According to her, people usually buy art because they fall in love with it at first sight but also because of the speculation and potential benefits they might gain if the artist they “bet” on becomes very famous. Concerning how prices are decided on the art market, she explains that different parameters are to be taken into consideration.
“The excitement around an art piece or an artist is not necessarily rational,” Le Roy says. “First of all, the opinion of art critics, some galleries or art fairs drive the art market and one positive review from their part can take your career to the next level.”
She also points out the need for artists to be able to market themselves and stand out in a world where art is everywhere.
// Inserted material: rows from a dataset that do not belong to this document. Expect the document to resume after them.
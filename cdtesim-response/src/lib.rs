//! cdtesim-response: CdTe detector response for step-level transport output.
//!
//! This crate turns the energy deposits of a transport engine into what the
//! instrument would have recorded:
//! - **Charge collection** - Hecht efficiency and near-surface loss by depth
//! - **Resolution** - Fano statistics plus electronic noise
//! - **Event finalization** - thresholding, instrument binning, single-hit
//!   classification
//! - **Run aggregation** - spectrum banks, bounded output tables, metadata
//!
#![warn(missing_docs)]

mod accumulator;
mod calibration;
mod collection;
mod config;
mod finalizer;
mod noise;
mod resolution;
mod run;
pub mod spectra;

pub use accumulator::{EventAccumulator, INCIDENT_ORIGIN_Y_MM, INCIDENT_ORIGIN_Z_MM};
pub use calibration::{CalibrationConstants, JitterBounds};
pub use collection::{ChargeCollectionModel, CollectionDiagnostics, CollectionResponse};
pub use config::{RunConfig, TableLimits, TerminationPolicy};
pub use finalizer::EventFinalizer;
pub use noise::{SmearedEnergy, Smearer};
pub use resolution::ResolutionModel;
pub use run::{RunAggregator, RunCounters, RunReport};
pub use spectra::{FineBinning, SpectrumBank, SpectrumFamily, HISTOGRAM_DIRECTORY};

// Re-export the shared data model
pub use cdtesim_core::{Error, Result};
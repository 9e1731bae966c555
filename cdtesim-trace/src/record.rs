//! Step-trace record types and the fixed-size binary layout.
//!
//! Every record is [`RECORD_SIZE`] bytes, little-endian, with the tag in
//! byte 0:
//!
//! | tag | record | payload |
//! |-----|--------|---------|
//! | 1 | event begin | `event_id: i64 @8`, `position: 3×f64 @16`, `direction: 3×f64 @40`, `energy: f64 @64` |
//! | 2 | step | `volume: u8 @1`, `channel: i32 @4`, `track: i32 @8`, `parent: i32 @12`, `pdg: i32 @16`, `process: i32 @20`, `subtype: i32 @24`, `edep: f64 @32`, `kinetic: f64 @40`, `position: 3×f64 @48`, `direction: 3×f64 @72`, `time: f64 @96` |
//! | 3 | event end | `event_id: i64 @8` |

use crate::{Error, Result};
use cdtesim_core::{IncidentKinematics, PhysicsProcess, StepDeposit, Vec3, VolumeKind};
use serde::{Deserialize, Serialize};

/// Size of one binary record in bytes.
pub const RECORD_SIZE: usize = 112;

const TAG_EVENT_BEGIN: u8 = 1;
const TAG_STEP: u8 = 2;
const TAG_EVENT_END: u8 = 3;

const VOLUME_PASSIVE: u8 = 0;
const VOLUME_PIXEL: u8 = 1;
const VOLUME_INCIDENT_PLANE: u8 = 2;
const VOLUME_GRID: u8 = 3;

/// Process kind stored when a step has no limiting process.
const NO_PROCESS: i32 = -1;

/// One entry of a step trace.
#[derive(Debug, Clone, PartialEq, Serialize, Deserialize)]
#[serde(tag = "record", rename_all = "snake_case")]
pub enum TraceRecord {
    /// Start of an event with the source kinematics.
    EventBegin(IncidentKinematics),
    /// A transport step.
    Step(StepDeposit),
    /// End of the event.
    EventEnd { event_id: i64 },
}

impl TraceRecord {
    /// Parses one binary record. `index` is only used for error messages.
    ///
    /// # Errors
    /// Returns an error for short buffers and unknown tags or volume kinds.
    pub fn parse(raw: &[u8], index: usize) -> Result<Self> {
        if raw.len() < RECORD_SIZE {
            return Err(Error::Truncated(format!(
                "record {index} has {} of {RECORD_SIZE} bytes",
                raw.len()
            )));
        }

        match raw[0] {
            TAG_EVENT_BEGIN => Ok(TraceRecord::EventBegin(IncidentKinematics {
                event_id: read_i64(raw, 8),
                position: read_vec3(raw, 16),
                direction: read_vec3(raw, 40),
                energy_kev: read_f64(raw, 64),
            })),
            TAG_STEP => {
                let volume = match raw[1] {
                    VOLUME_PASSIVE => VolumeKind::Passive,
                    VOLUME_PIXEL => VolumeKind::Pixel {
                        channel: read_i32(raw, 4),
                    },
                    VOLUME_INCIDENT_PLANE => VolumeKind::IncidentPlane,
                    VOLUME_GRID => VolumeKind::Grid,
                    other => return Err(Error::UnknownVolume(other)),
                };
                let process_kind = read_i32(raw, 20);
                let process = (process_kind != NO_PROCESS).then(|| PhysicsProcess {
                    kind: process_kind,
                    subtype: read_i32(raw, 24),
                });
                Ok(TraceRecord::Step(StepDeposit {
                    volume,
                    raw_energy_kev: read_f64(raw, 32),
                    kinetic_energy_kev: read_f64(raw, 40),
                    position: read_vec3(raw, 48),
                    direction: read_vec3(raw, 72),
                    time_ns: read_f64(raw, 96),
                    track_id: read_i32(raw, 8),
                    parent_id: read_i32(raw, 12),
                    pdg: read_i32(raw, 16),
                    process,
                }))
            }
            TAG_EVENT_END => Ok(TraceRecord::EventEnd {
                event_id: read_i64(raw, 8),
            }),
            tag => Err(Error::UnknownTag { tag, index }),
        }
    }

    /// Encodes the record into its binary form.
    #[must_use]
    pub fn encode(&self) -> [u8; RECORD_SIZE] {
        let mut buf = [0u8; RECORD_SIZE];
        match self {
            TraceRecord::EventBegin(kin) => {
                buf[0] = TAG_EVENT_BEGIN;
                write_i64(&mut buf, 8, kin.event_id);
                write_vec3(&mut buf, 16, kin.position);
                write_vec3(&mut buf, 40, kin.direction);
                write_f64(&mut buf, 64, kin.energy_kev);
            }
            TraceRecord::Step(step) => {
                buf[0] = TAG_STEP;
                let (volume, channel) = match step.volume {
                    VolumeKind::Passive => (VOLUME_PASSIVE, 0),
                    VolumeKind::Pixel { channel } => (VOLUME_PIXEL, channel),
                    VolumeKind::IncidentPlane => (VOLUME_INCIDENT_PLANE, 0),
                    VolumeKind::Grid => (VOLUME_GRID, 0),
                };
                buf[1] = volume;
                write_i32(&mut buf, 4, channel);
                write_i32(&mut buf, 8, step.track_id);
                write_i32(&mut buf, 12, step.parent_id);
                write_i32(&mut buf, 16, step.pdg);
                let (kind, subtype) = step
                    .process
                    .map_or((NO_PROCESS, 0), |p| (p.kind, p.subtype));
                write_i32(&mut buf, 20, kind);
                write_i32(&mut buf, 24, subtype);
                write_f64(&mut buf, 32, step.raw_energy_kev);
                write_f64(&mut buf, 40, step.kinetic_energy_kev);
                write_vec3(&mut buf, 48, step.position);
                write_vec3(&mut buf, 72, step.direction);
                write_f64(&mut buf, 96, step.time_ns);
            }
            TraceRecord::EventEnd { event_id } => {
                buf[0] = TAG_EVENT_END;
                write_i64(&mut buf, 8, *event_id);
            }
        }
        buf
    }

    /// Returns true if this is a step record.
    #[must_use]
    pub fn is_step(&self) -> bool {
        matches!(self, TraceRecord::Step(_))
    }
}

#[inline]
fn read_array<const N: usize>(raw: &[u8], offset: usize) -> [u8; N] {
    let mut out = [0u8; N];
    out.copy_from_slice(&raw[offset..offset + N]);
    out
}

#[inline]
fn read_i32(raw: &[u8], offset: usize) -> i32 {
    i32::from_le_bytes(read_array(raw, offset))
}

#[inline]
fn read_i64(raw: &[u8], offset: usize) -> i64 {
    i64::from_le_bytes(read_array(raw, offset))
}

#[inline]
fn read_f64(raw: &[u8], offset: usize) -> f64 {
    f64::from_le_bytes(read_array(raw, offset))
}

fn read_vec3(raw: &[u8], offset: usize) -> Vec3 {
    Vec3::new(
        read_f64(raw, offset),
        read_f64(raw, offset + 8),
        read_f64(raw, offset + 16),
    )
}

#[inline]
fn write_i32(buf: &mut [u8], offset: usize, value: i32) {
    buf[offset..offset + 4].copy_from_slice(&value.to_le_bytes());
}

#[inline]
fn write_i64(buf: &mut [u8], offset: usize, value: i64) {
    buf[offset..offset + 8].copy_from_slice(&value.to_le_bytes());
}

#[inline]
fn write_f64(buf: &mut [u8], offset: usize, value: f64) {
    buf[offset..offset + 8].copy_from_slice(&value.to_le_bytes());
}

fn write_vec3(buf: &mut [u8], offset: usize, value: Vec3) {
    write_f64(buf, offset, value.x);
    write_f64(buf, offset + 8, value.y);
    write_f64(buf, offset + 16, value.z);
}

#[cfg(test)]
mod tests {
    use super::*;

    #[test]
    fn test_step_layout() {
        let step = StepDeposit::in_pixel(17, 12.5, Vec3::new(12.9, -3.0, 4.0))
            .with_track(3, 1)
            .with_process(2, 12);
        let buf = TraceRecord::Step(step.clone()).encode();

        assert_eq!(buf[0], TAG_STEP);
        assert_eq!(buf[1], VOLUME_PIXEL);
        assert_eq!(read_i32(&buf, 4), 17);
        assert_eq!(read_i32(&buf, 20), 2);
        assert!((read_f64(&buf, 32) - 12.5).abs() < f64::EPSILON);

        match TraceRecord::parse(&buf, 0).unwrap() {
            TraceRecord::Step(parsed) => assert_eq!(parsed, step),
            other => panic!("unexpected record {other:?}"),
        }
    }

    #[test]
    fn test_step_without_process() {
        let mut step = StepDeposit::in_pixel(0, 1.0, Vec3::default());
        step.volume = VolumeKind::Grid;
        let buf = TraceRecord::Step(step).encode();
        assert_eq!(read_i32(&buf, 20), NO_PROCESS);
        match TraceRecord::parse(&buf, 0).unwrap() {
            TraceRecord::Step(parsed) => {
                assert_eq!(parsed.volume, VolumeKind::Grid);
                assert!(parsed.process.is_none());
            }
            other => panic!("unexpected record {other:?}"),
        }
    }

    #[test]
    fn test_unknown_tag_and_volume() {
        let mut buf = [0u8; RECORD_SIZE];
        buf[0] = 0x7F;
        assert!(matches!(
            TraceRecord::parse(&buf, 4),
            Err(Error::UnknownTag { tag: 0x7F, index: 4 })
        ));

        buf[0] = TAG_STEP;
        buf[1] = 9;
        assert!(matches!(
            TraceRecord::parse(&buf, 0),
            Err(Error::UnknownVolume(9))
        ));
    }

    #[test]
    fn test_short_record() {
        let buf = [TAG_EVENT_END; 10];
        assert!(matches!(
            TraceRecord::parse(&buf, 0),
            Err(Error::Truncated(_))
        ));
    }

    #[test]
    fn test_json_representation() {
        let record = TraceRecord::EventEnd { event_id: 5 };
        let text = serde_json::to_string(&record).unwrap();
        assert_eq!(text, r#"{"record":"event_end","event_id":5}"#);
        let back: TraceRecord = serde_json::from_str(&text).unwrap();
        assert_eq!(back, record);
    }
}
“In art, knowing how to market yourself is an important part of the job,” Mrs. Le Roy says. “Jeff Koons, whether you like him or not, is the perfect example. He understands the marketing aspect, which plays a huge part in his success. Our role at Kazoart is to help those who are not marketing wizards but who are hidden gems.”
In order to be part of Kazoart’s online gallery, artists need to show a real professional approach, a large body of work, a signature and authentic style and finally, technical mastery.
“It might sound crazy to some, but after three years of selecting and looking at artists’ work, I can tell the difference between something abstract and doodles,” she comments.
Facing a constant increase of submissions (about 10 artworks a day), Mrs. Le Roy can rely on multidisciplinary experts including an art professor, a gallerist and an art collector to help her in the decision process. Kazoart currently has eight employees, but a recent successful fundraising with big investors will allow the startup to hire more people and continue its expansion.
On the website, every painting is unique and limited to 30 copies for photographs. If you like a painting that has already been sold, you can now have it reproduced and printed on paper or on canvas. What really sets Kazoart apart from the other platforms selling art is that most art pieces do not exceed 500 euros.
When looking back on the last three years, Mathilde Le Roy is grateful for Kazoart’s success but she is also aware of the challenges ahead.
“It’s been three great years and I hope it continues this way,” she says. “There are still things we want to improve such as including more international artists on the platform and gaining a more international range of customers. We also want to improve our customers’ digital experience because we want them to feel more comfortable and sure about art pieces they can’t touch prior to buying them.”
For those who still might feel hesitant about buying or collecting art, Mrs. Le Roy has a final piece of advice.
“You should trust yourself, ” she says. “If you like it, that is a very good reason to buy it.”